■ **Exercise directions**: From the records below, copy each line in which the string "before" occurs.

■ **Collected data**:
.....

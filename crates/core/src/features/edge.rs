//! Edge feature assembly.
//!
//! Fixed block order: separator flags (2), then the text-similarity block
//! when a similarity table is present, then one block per external source.

use crate::features::external::{PageFeatureTables, PairFeatureTable};
use crate::graph::PageStats;
use crate::page::{SeparatorRegion, TextRegion};
use crate::separators::SeparatorPolicy;

/// Everything the edge assembler needs besides the region pair.
pub struct EdgeFeatureInputs<'a> {
    pub separators: &'a [SeparatorRegion],
    pub policy: &'a dyn SeparatorPolicy,
    pub similarity: Option<&'a PairFeatureTable>,
    pub external: &'a [Option<&'a PageFeatureTables>],
}

/// Assembles the edge feature vector for the ordered pair (a, b).
///
/// A page without separator regions yields (0.0, 0.0) without invoking the
/// classifier.
pub fn edge_feature(
    a: &TextRegion,
    b: &TextRegion,
    inputs: &EdgeFeatureInputs<'_>,
    stats: &mut PageStats,
) -> Vec<f64> {
    let mut feature = Vec::with_capacity(super::EDGE_BASE_WIDTH);
    if inputs.separators.is_empty() {
        feature.extend_from_slice(&[0.0, 0.0]);
    } else {
        let flags = inputs.policy.classify(a, b, inputs.separators);
        feature.extend_from_slice(&flags.to_feature());
    }
    if let Some(table) = inputs.similarity {
        let (values, tier) = table.resolve(&a.id, &b.id);
        stats.similarity_fallbacks.record(tier);
        feature.extend_from_slice(&values);
    }
    for tables in inputs.external {
        if let Some(table) = tables.and_then(|t| t.edge_features.as_ref()) {
            let (values, tier) = table.resolve(&a.id, &b.id);
            stats.edge_fallbacks.record(tier);
            feature.extend_from_slice(&values);
        }
    }
    feature
}
//! Page document model.
//!
//! The graph builder consumes already-parsed page documents: text regions
//! with their lines, separator regions, article assignments and the page
//! resolution. Drivers construct these from their own markup parser or
//! deserialize them from JSON; the core never parses markup.

use rustc_hash::FxHashMap;
use serde::{Deserialize, Serialize};
use tracing::{debug, warn};

use crate::error::Result;
use crate::geometry::{BBox, Point, bounding_box};

/// Minimum bounding-box side length for a region to take part in graph
/// construction.
pub const MIN_REGION_SIZE: i32 = 10;

/// A single line of text with its baseline and surrounding polygon.
#[derive(Debug, Clone, Serialize, Deserialize)]
pub struct TextLine {
    pub id: String,
    #[serde(default)]
    pub baseline: Vec<Point>,
    #[serde(default)]
    pub polygon: Vec<Point>,
    #[serde(default)]
    pub text: String,
}

/// A layout area containing text lines - a candidate article fragment.
#[derive(Debug, Clone, Serialize, Deserialize)]
pub struct TextRegion {
    pub id: String,
    pub polygon: Vec<Point>,
    /// Category tag; "heading" (case-insensitive) switches on the heading
    /// feature.
    #[serde(default)]
    pub region_type: String,
    #[serde(default)]
    pub lines: Vec<TextLine>,
}

impl TextRegion {
    pub fn bbox(&self) -> Result<BBox> {
        bounding_box(&self.polygon)
    }

    pub fn is_heading(&self) -> bool {
        self.region_type.eq_ignore_ascii_case("heading")
    }

    /// True if every line of the region has empty text (or there are no
    /// lines at all).
    pub fn is_text_empty(&self) -> bool {
        self.lines.iter().all(|line| line.text.is_empty())
    }

    /// All line texts joined with newlines, in line order.
    pub fn text(&self) -> String {
        self.lines
            .iter()
            .map(|line| line.text.as_str())
            .collect::<Vec<_>>()
            .join("\n")
    }
}

/// Separator orientation tag.
#[derive(Debug, Clone, Copy, PartialEq, Eq, Serialize, Deserialize)]
#[serde(rename_all = "lowercase")]
pub enum Orientation {
    Horizontal,
    Vertical,
}

/// A graphical rule or bar dividing page content.
#[derive(Debug, Clone, Serialize, Deserialize)]
pub struct SeparatorRegion {
    pub id: String,
    pub polygon: Vec<Point>,
    #[serde(default)]
    pub orientation: Option<Orientation>,
}

impl SeparatorRegion {
    pub fn bbox(&self) -> Result<BBox> {
        bounding_box(&self.polygon)
    }

    /// The explicit orientation tag, or the aspect-ratio heuristic over
    /// `bbox` when unset: height/width < 5 means horizontal. Width and
    /// height are clamped to at least 1 before the ratio.
    pub fn resolve_orientation(&self, bbox: &BBox) -> Orientation {
        if let Some(orientation) = self.orientation {
            return orientation;
        }
        debug!(separator = %self.id, "no orientation tag, using aspect-ratio heuristic");
        let width = f64::from(bbox.width().max(1));
        let height = f64::from(bbox.height().max(1));
        if height / width < 5.0 {
            Orientation::Horizontal
        } else {
            Orientation::Vertical
        }
    }
}

/// Article assignment for a region: one id, or (ambiguously) several.
#[derive(Debug, Clone, PartialEq, Eq, Serialize, Deserialize)]
#[serde(untagged)]
pub enum ArticleRef {
    Single(String),
    Multiple(Vec<String>),
}

/// Everything the graph builder needs to know about one page.
#[derive(Debug, Clone, Serialize, Deserialize)]
pub struct PageDocument {
    /// Page identifier; also the key into external feature files.
    pub id: String,
    /// Pixel resolution of the page image.
    pub width: u32,
    pub height: u32,
    #[serde(default)]
    pub text_regions: Vec<TextRegion>,
    #[serde(default)]
    pub separator_regions: Vec<SeparatorRegion>,
    /// region-id -> article assignment; regions may be absent.
    #[serde(default)]
    pub articles: FxHashMap<String, ArticleRef>,
}

impl PageDocument {
    /// Iterator over every line of every text region.
    pub fn lines(&self) -> impl Iterator<Item = &TextLine> {
        self.text_regions.iter().flat_map(|region| region.lines.iter())
    }
}

/// Removes regions that cannot take part in graph construction: regions
/// with no text at all, and regions whose bounding box is smaller than
/// [`MIN_REGION_SIZE`] in either dimension. Lines go with their region.
/// Returns the number of discarded regions.
pub fn discard_degenerate_regions(regions: &mut Vec<TextRegion>) -> usize {
    let before = regions.len();
    regions.retain(|region| {
        if region.is_text_empty() {
            debug!(region = %region.id, "discarding region (no text)");
            return false;
        }
        match bounding_box(&region.polygon) {
            Ok(bb) if bb.width() >= MIN_REGION_SIZE && bb.height() >= MIN_REGION_SIZE => true,
            Ok(bb) => {
                debug!(
                    region = %region.id,
                    width = bb.width(),
                    height = bb.height(),
                    "discarding region (bounding box too small)"
                );
                false
            }
            Err(_) => {
                debug!(region = %region.id, "discarding region (no polygon)");
                false
            }
        }
    });
    let discarded = before - regions.len();
    if discarded > 0 {
        warn!(discarded, "discarded degenerate text region(s)");
    }
    discarded
}

#[cfg(test)]
mod tests {
    use super::*;

    fn region(id: &str, polygon: Vec<Point>, texts: &[&str]) -> TextRegion {
        TextRegion {
            id: id.to_string(),
            polygon,
            region_type: "paragraph".to_string(),
            lines: texts
                .iter()
                .enumerate()
                .map(|(i, text)| TextLine {
                    id: format!("{id}-l{i}"),
                    baseline: vec![(0, 0), (1, 0)],
                    polygon: vec![],
                    text: text.to_string(),
                })
                .collect(),
        }
    }

    #[test]
    fn test_discard_no_text_and_small_regions() {
        let big = vec![(0, 0), (100, 0), (100, 100), (0, 100)];
        let flat = vec![(0, 0), (100, 0), (100, 9), (0, 9)];
        let mut regions = vec![
            region("keep", big.clone(), &["text"]),
            region("empty", big.clone(), &["", ""]),
            region("no-lines", big, &[]),
            region("flat", flat, &["text"]),
        ];
        let discarded = discard_degenerate_regions(&mut regions);
        assert_eq!(discarded, 3);
        assert_eq!(regions.len(), 1);
        assert_eq!(regions[0].id, "keep");
    }

    #[test]
    fn test_discard_keeps_exactly_min_size() {
        let mut regions = vec![region(
            "min",
            vec![(0, 0), (10, 0), (10, 10), (0, 10)],
            &["text"],
        )];
        assert_eq!(discard_degenerate_regions(&mut regions), 0);
    }

    #[test]
    fn test_orientation_heuristic() {
        let mut sep = SeparatorRegion {
            id: "s0".to_string(),
            polygon: vec![(0, 0), (1000, 0), (1000, 8), (0, 8)],
            orientation: None,
        };
        let bb = sep.bbox().unwrap();
        assert_eq!(sep.resolve_orientation(&bb), Orientation::Horizontal);

        sep.polygon = vec![(0, 0), (8, 0), (8, 1000), (0, 1000)];
        let bb = sep.bbox().unwrap();
        assert_eq!(sep.resolve_orientation(&bb), Orientation::Vertical);

        // explicit tag wins over the ratio
        sep.orientation = Some(Orientation::Horizontal);
        assert_eq!(sep.resolve_orientation(&bb), Orientation::Horizontal);
    }

    #[test]
    fn test_article_ref_deserializes_both_shapes() {
        let single: ArticleRef = serde_json::from_str("\"a1\"").unwrap();
        assert_eq!(single, ArticleRef::Single("a1".to_string()));
        let multi: ArticleRef = serde_json::from_str("[\"a1\", \"a2\"]").unwrap();
        assert_eq!(
            multi,
            ArticleRef::Multiple(vec!["a1".to_string(), "a2".to_string()])
        );
    }
}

.....

■ **Exercise answer**:
    /// height are clamped to at least 1 before the ratio.
    let before = regions.len();
    let discarded = before - regions.len();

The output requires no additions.